Nana's Spicy Sonora Pasta with Chicken

This is another hearty dish, with a  South West flavor, slightly spicy , in a rich creamy cheesy sauce. similar to a dish that Ruby Tuesday used to serve years ago which my husband loved, but they no longer make.....
Serves 4-6 people depending on their appetite...
Ingredients
1 lb. Chicken tenders ( boneless skinless ) cut into bite size pieces
1/2 box Cavatappi Pasta ( can be made with Bow Ties or Ziti )
1 small Onion sliced
1 Red Pepper diced
1 cup Fresh Sliced Mushrooms
1 small Zucchini cut into chunks
1 10.5 oz. can Black Beans ( drained and rinsed )
1 14.5 oz. can Diced Chili style Tomtatoes or with mild Green Chili's
1/2 cup Milk
1 container  8 oz. Chipotle Cream Cheese
1/4 tsp. Cajun Seasoning
1/4 tsp. Chili Powder
1/2 cup Mexican Cheese Blend


Directions :
 Spray a large skillet with Pam or add 1 Tbsp. cooking oil to pan. Place cut up chicken in skiillet, add Onion, Peppers, Zucchini and Mushrooms. Add Cajun Seasoning and Chili Powder. Cook on medium heat until chicken is cooked through and vegetables are tender, about 10-15 minutes. Stir in tomatoes and Black beans, add 1/2 cup milk and cream cheese. Stir until well blended and sauce starts to simmer. Stir in Cheese and simmer about 5 minutes.

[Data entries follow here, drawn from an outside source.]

impl FillerChecker<'_, '_> {
    fn run(&mut self) {
        let mut index = 1;
        while index < self.restore_index {
            index += self.check(index);
        }
    }

    /// Checks the instruction at `index`, returning how many instructions it consumed.
    fn check(&mut self, index: usize) -> usize {
        let instruction = self.instructions[index];
        if is_nop_form(instruction.mnemonic, &instruction.operands) {
            return 1;
        }

        let Some(class) = classify(instruction.mnemonic) else {
            self.disallowed(index);
            return 1;
        };

        if class.is_branch() {
            self.check_branch(index);
            return 1;
        }
        match class.family {
            // Memory access, a non-zero mov, or a nop with operands.
            Family::Spill | Family::Restore | Family::Move | Family::Nop => {
                self.disallowed(index);
                return 1;
            }
            Family::MoveKeep => return self.check_movk(index),
            _ => {}
        }

        let Some(ops) = instruction.classified_operands() else {
            self.malformed(index);
            return 1;
        };

        match (class.family, ops.as_slice()) {
            (
                Family::Arithmetic,
                [Operand::Register(rd), Operand::Register(rn), Operand::Immediate(imm)],
            ) if rd == rn => {
                self.check_write(index, *rd);
                self.check_range(index, "add/sub immediate", *imm, 1, 4095);
            }
            (Family::Logical, [Operand::Register(rd), first, second])
                if is_source(first) && is_source(second) =>
            {
                self.check_write(index, *rd);
            }
            (
                Family::Shift,
                [Operand::Register(rd), Operand::Register(_), Operand::Immediate(amount)],
            ) => {
                self.check_write(index, *rd);
                self.check_range(index, "shift amount", *amount, 1, 63);
            }
            (Family::Compare, [first, second]) if is_source(first) && is_source(second) => {}
            _ => self.malformed(index),
        }
        1
    }

    /// A `movk` must be followed by a `movk` of the same register into a lower chunk.
    fn check_movk(&mut self, index: usize) -> usize {
        let Some((register, immediate, chunk)) = movk_fields(self.instructions[index]) else {
            self.malformed(index);
            return 1;
        };
        self.check_write(index, register);
        self.check_movk_operands(index, immediate, chunk);

        let next = index + 1;
        let partner = if next < self.restore_index {
            movk_fields(self.instructions[next])
        } else {
            None
        };
        match partner {
            Some((second, second_immediate, second_chunk))
                if second == register && second_chunk < chunk =>
            {
                self.check_movk_operands(next, second_immediate, second_chunk);
                2
            }
            _ => {
                self.errors.push(VerificationError::MalformedMovk {
                    unit: self.unit.to_string(),
                    index,
                });
                1
            }
        }
    }

    fn check_movk_operands(&mut self, index: usize, immediate: i64, chunk: i64) {
        self.check_range(index, "movk immediate", immediate, 0, 0xFFFF);
        if !MOVK_CHUNKS.contains(&chunk) {
            self.errors.push(VerificationError::MalformedMovk {
                unit: self.unit.to_string(),
                index,
            });
        }
    }

    fn check_branch(&mut self, index: usize) {
        let instruction = self.instructions[index];
        let target = match instruction.operands.as_slice() {
            [target] => self.resolve_target(index, target),
            _ => None,
        };
        let lands_inside = target.is_some_and(|t| t > index && t <= self.restore_index);
        if !lands_inside {
            self.errors.push(VerificationError::InvalidBranchTarget {
                unit: self.unit.to_string(),
                index,
            });
        }
    }

    /// Instruction index a branch operand refers to.
    ///
    /// Supports `.+N` location-counter offsets, numeric local labels (`1f`),
    /// and plain labels. Backward forms resolve to `None`.
    fn resolve_target(&self, index: usize, target: &str) -> Option<usize> {
        if let Some(bytes) = target.strip_prefix(".+") {
            let bytes: usize = bytes.parse().ok()?;
            return (bytes % 4 == 0).then_some(index + bytes / 4);
        }
        if target.starts_with(".-") || target == "." {
            return None;
        }
        if let Some(number) = target.strip_suffix('f') {
            if !number.is_empty() && number.chars().all(|c| c.is_ascii_digit()) {
                return self
                    .labels
                    .iter()
                    .find(|(label, position)| *label == number && *position > index)
                    .map(|&(_, position)| position);
            }
        }
        self.labels
            .iter()
            .find(|(label, _)| *label == target)
            .map(|&(_, position)| position)
    }

    fn check_write(&mut self, index: usize, register: u8) {
        if !self.spilled.contains(&register) {
            self.errors.push(VerificationError::UnsavedRegisterWrite {
                unit: self.unit.to_string(),
                index,
                register,
            });
        }
    }

    fn check_range(&mut self, index: usize, what: &'static str, value: i64, min: i64, max: i64) {
        if !(min..=max).contains(&value) {
            self.errors.push(VerificationError::OutOfRange {
                unit: self.unit.to_string(),
                index,
                what,
                value,
                min,
                max,
            });
        }
    }

    fn disallowed(&mut self, index: usize) {
        self.errors.push(VerificationError::DisallowedInstruction {
            unit: self.unit.to_string(),
            index,
            text: self.instructions[index].text.to_string(),
        });
    }

    fn malformed(&mut self, index: usize) {
        self.errors.push(VerificationError::MalformedOperands {
            unit: self.unit.to_string(),
            index,
            text: self.instructions[index].text.to_string(),
        });
    }
}

/// `(register, immediate, chunk)` of `movk xN, #imm, lsl #chunk`.
fn movk_fields(instruction: &ParsedInstruction<'_>) -> Option<(u8, i64, i64)> {
    if !instruction.mnemonic.eq_ignore_ascii_case("movk") {
        return None;
    }
    match instruction.classified_operands()?.as_slice() {
        [Operand::Register(rd), Operand::Immediate(imm), Operand::ShiftLsl(chunk)] => {
            Some((*rd, *imm, *chunk))
        }
        _ => None,
    }
}

/// A register or `xzr` read as a source operand.
fn is_source(operand: &Operand) -> bool {
    matches!(operand, Operand::Register(_) | Operand::Zero)
}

Until cheese has melted into the sauce.

While you are cooking the Chicken mixture bring a large pot of water with a tsp. of salt to a boil add pasta and boil about 10 - 15 minutes or until pasta is al dente. Drain pasta and toss wih chicken mixture. Stir to coat everything evenly in sauce and serve right away.

Goes great with a tossed salad and Corn Bread on the side.